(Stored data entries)
* * * * * * * * *

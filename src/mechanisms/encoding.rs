//! Encoding wrapper: run a mechanism on the encoded form of a value

use super::Mechanism;
use crate::domain::{AnonymizerError, Result};
use crate::encoders::Encoder;

/// Encodes the input, anonymizes the encoded number and decodes the result
///
/// The encoded number is handed to the wrapped mechanism as its shortest
/// round-trip decimal string. Only the encoder context, never the original input,
/// is used to decode. Without an encoder the wrapper is transparent.
#[derive(Debug)]
pub struct Encoding<M> {
    inner: M,
    encoder: Option<Box<dyn Encoder>>,
}

impl<M: Mechanism> Encoding<M> {
    pub fn new(inner: M, encoder: Option<Box<dyn Encoder>>) -> Self {
        Self { inner, encoder }
    }

    pub fn inner(&self) -> &M {
        &self.inner
    }
}

impl<M: Mechanism> Mechanism for Encoding<M> {
    fn anonymize(&mut self, input: &str) -> Result<String> {
        let Some(encoder) = &self.encoder else {
            return self.inner.anonymize(input);
        };

        let (value, ctx) = encoder.encode(input)?;
        let output = self.inner.anonymize(&value.to_string())?;
        let output: f64 = output.trim().parse().map_err(|_| {
            AnonymizerError::InvalidInput(format!(
                "Mechanism '{}' returned a non-numeric value for an encoded input",
                self.inner.kind()
            ))
        })?;
        encoder.decode(output, &ctx)
    }

    fn kind(&self) -> &'static str {
        self.inner.kind()
    }
}
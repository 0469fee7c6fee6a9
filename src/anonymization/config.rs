//! Anonymizer configuration

use crate::domain::{AnonymizerError, Result};
use crate::mechanisms::MechanismConfig;
use serde::{Deserialize, Serialize};
use std::collections::BTreeMap;

/// Which mechanism anonymizes which tag
///
/// Tags without an entry fall back to `default_mechanism`. Without a default, PII
/// with an unconfigured tag passes through unmodified.
#[derive(Debug, Clone, Default, Serialize, Deserialize)]
pub struct AnonymizerConfig {
    /// Mechanism for tags without a dedicated entry
    #[serde(default, skip_serializing_if = "Option::is_none")]
    pub default_mechanism: Option<MechanismConfig>,

    /// Dedicated mechanism per tag
    #[serde(default)]
    pub mechanisms_by_tag: BTreeMap<String, MechanismConfig>,
}

impl AnonymizerConfig {
    pub fn new() -> Self {
        Self::default()
    }

    /// Set the fallback mechanism
    pub fn with_default(mut self, mechanism: impl Into<MechanismConfig>) -> Self {
        self.default_mechanism = Some(mechanism.into());
        self
    }

    /// Bind a mechanism to a tag, replacing any previous binding
    pub fn with_tag(mut self, tag: impl Into<String>, mechanism: impl Into<MechanismConfig>) -> Self {
        self.mechanisms_by_tag.insert(tag.into(), mechanism.into());
        self
    }

    /// Validate every mechanism
    ///
    /// # Errors
    ///
    /// Returns the first invalid mechanism's error, prefixed with its tag (or
    /// `default` for the fallback mechanism).
    pub fn validate(&self) -> Result<()> {
        if let Some(mechanism) = &self.default_mechanism {
            mechanism.validate().map_err(|e| in_context("default", e))?;
        }
        for (tag, mechanism) in &self.mechanisms_by_tag {
            mechanism
                .validate()
                .map_err(|e| in_context(&format!("tag '{tag}'"), e))?;
        }
        Ok(())
    }

    /// Whether nothing would be anonymized
    pub fn is_empty(&self) -> bool {
        self.default_mechanism.is_none() && self.mechanisms_by_tag.is_empty()
    }
}

/// Prefix a configuration error with the mechanism it belongs to
pub(crate) fn in_context(owner: &str, error: AnonymizerError) -> AnonymizerError {
    match error {
        AnonymizerError::InvalidConfig(msg) => {
            AnonymizerError::InvalidConfig(format!("Mechanism for {owner}: {msg}"))
        }
        other => other,
    }
}
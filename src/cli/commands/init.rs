//! Init command implementation
//!
//! This module implements the `init` command for generating a sample
//! configuration file.

use clap::Args;
use std::fs;
use std::path::Path;

/// Arguments for the init command
#[derive(Args, Debug)]
pub struct InitArgs {
    /// Path where to create the configuration file
    #[arg(short, long, default_value = "pii-anonymizer.toml")]
    pub output: String,

    /// Overwrite existing file
    #[arg(long)]
    pub force: bool,
}

impl InitArgs {
    /// Execute the init command
    pub fn execute(&self) -> anyhow::Result<i32> {
        tracing::info!(output = %self.output, "Initializing configuration file");

        println!("📝 Initializing PII Anonymizer configuration");
        println!();

        if Path::new(&self.output).exists() && !self.force {
            println!("❌ Configuration file already exists: {}", self.output);
            println!("   Use --force to overwrite");
            return Ok(2);
        }

        match fs::write(&self.output, sample_config()) {
            Ok(_) => {
                println!("✅ Configuration file created: {}", self.output);
                println!();
                println!("Next steps:");
                println!("  1. Edit {} and bind a mechanism to each tag", self.output);
                println!("  2. Validate configuration: pii-anonymizer validate-config");
                println!(
                    "  3. Run: pii-anonymizer anonymize --input pii.jsonl --output anonymized.jsonl"
                );
                println!();
                Ok(0)
            }
            Err(e) => {
                println!("❌ Failed to write configuration file");
                println!("   Error: {e}");
                Ok(5)
            }
        }
    }
}

/// Commented sample settings covering every mechanism
pub fn sample_config() -> &'static str {
    r#"# PII Anonymizer Configuration File
#
# Each PII carries a tag (e.g. PER, LOC, DATE). The mechanism bound to the tag
# anonymizes it; tags without a binding use default_mechanism, or pass through
# unchanged when no default is configured.
#
# Common options for every mechanism:
#   stateful = true          identical inputs always get identical outputs
#   encoder = "datetime"     anonymize dates and times as Unix timestamps
#   encoder = "delimitedNumber"  anonymize numbers like "12,18 €"

# ============================================================================
# Logging
# ============================================================================
[logging]
# Log level (trace, debug, info, warn, error). RUST_LOG takes precedence.
level = "info"

# Console logs as JSON (logs go to stderr)
json = false

# JSON file logging with rotation (daily, hourly, never)
local_enabled = false
local_path = "./logs"
local_rotation = "daily"

# ============================================================================
# Fallback for tags without a dedicated mechanism
# ============================================================================
[anonymizer.default_mechanism]
mechanism = "suppression"
char = "X"

# ============================================================================
# Mechanisms by tag
# ============================================================================

# Replace every value with a constant
[anonymizer.mechanisms_by_tag.LOC]
mechanism = "generalization"
replacement = "<LOCATION>"

# Numbered pseudonyms; stateful keeps the same person on the same pseudonym
[anonymizer.mechanisms_by_tag.PER]
mechanism = "pseudonymization"
format = "Person {}"
counter_start = 1
stateful = true

# Fixed-length suppression
[anonymizer.mechanisms_by_tag.ID]
mechanism = "suppression"
char = "*"
length = 8

# Randomized response: report the truth with probability coin_p, otherwise a
# uniformly drawn value. Values outside the list map to default_value.
[anonymizer.mechanisms_by_tag.ANSWER]
mechanism = "randomizedResponse"
mode = "coin"
values = ["Yes", "No"]
coin_p = 0.5
default_value = "<UNKNOWN>"

# Differentially private randomized response
[anonymizer.mechanisms_by_tag.GENDER]
mechanism = "randomizedResponse"
mode = "dp"
values = ["female", "male", "diverse"]
epsilon = 1.0

# Laplace noise on dates, with a sensitivity of one day in seconds
[anonymizer.mechanisms_by_tag.DATE]
mechanism = "laplaceNoise"
epsilon = 0.0001
sensitivity = 86400
encoder = "datetime"

# Laplace noise on amounts such as "12,18 €"
[anonymizer.mechanisms_by_tag.AMOUNT]
mechanism = "laplaceNoise"
epsilon = 0.1
sensitivity = 10
encoder = "delimitedNumber"
"#
}

#[cfg(test)]
mod tests {
    use super::*;
    use crate::anonymization::Anonymizer;
    use crate::config::parse_settings;
    use tempfile::TempDir;

    #[test]
    fn test_sample_config_is_valid() {
        let settings = parse_settings(sample_config(), false).unwrap();
        settings.validate().unwrap();
        let anonymizer = Anonymizer::new(&settings.anonymizer).unwrap();
        assert_eq!(
            anonymizer.tags(),
            ["AMOUNT", "ANSWER", "DATE", "GENDER", "ID", "LOC", "PER"]
        );
        assert!(anonymizer.has_default());
    }

    #[test]
    fn test_init_writes_file() {
        let temp_dir = TempDir::new().unwrap();
        let output = temp_dir.path().join("pii-anonymizer.toml");
        let args = InitArgs {
            output: output.to_string_lossy().to_string(),
            force: false,
        };

        assert_eq!(args.execute().unwrap(), 0);
        assert_eq!(fs::read_to_string(&output).unwrap(), sample_config());
    }

    #[test]
    fn test_init_refuses_to_overwrite() {
        let temp_dir = TempDir::new().unwrap();
        let output = temp_dir.path().join("pii-anonymizer.toml");
        fs::write(&output, "# existing").unwrap();

        let mut args = InitArgs {
            output: output.to_string_lossy().to_string(),
            force: false,
        };
        assert_eq!(args.execute().unwrap(), 2);
        assert_eq!(fs::read_to_string(&output).unwrap(), "# existing");

        args.force = true;
        assert_eq!(args.execute().unwrap(), 0);
        assert_eq!(fs::read_to_string(&output).unwrap(), sample_config());
    }
}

* * * * * * * * *

If a line in the data contains the string "encoded", copy it.

- _ANSWER TO THE PROBLEM_:
//! Encoding wrapper: run a mechanism on the encoded form of a value
/// Encodes the input, anonymizes the encoded number and decodes the result
/// The encoded number is handed to the wrapped mechanism as its shortest
                "Mechanism '{}' returned a non-numeric value for an encoded input",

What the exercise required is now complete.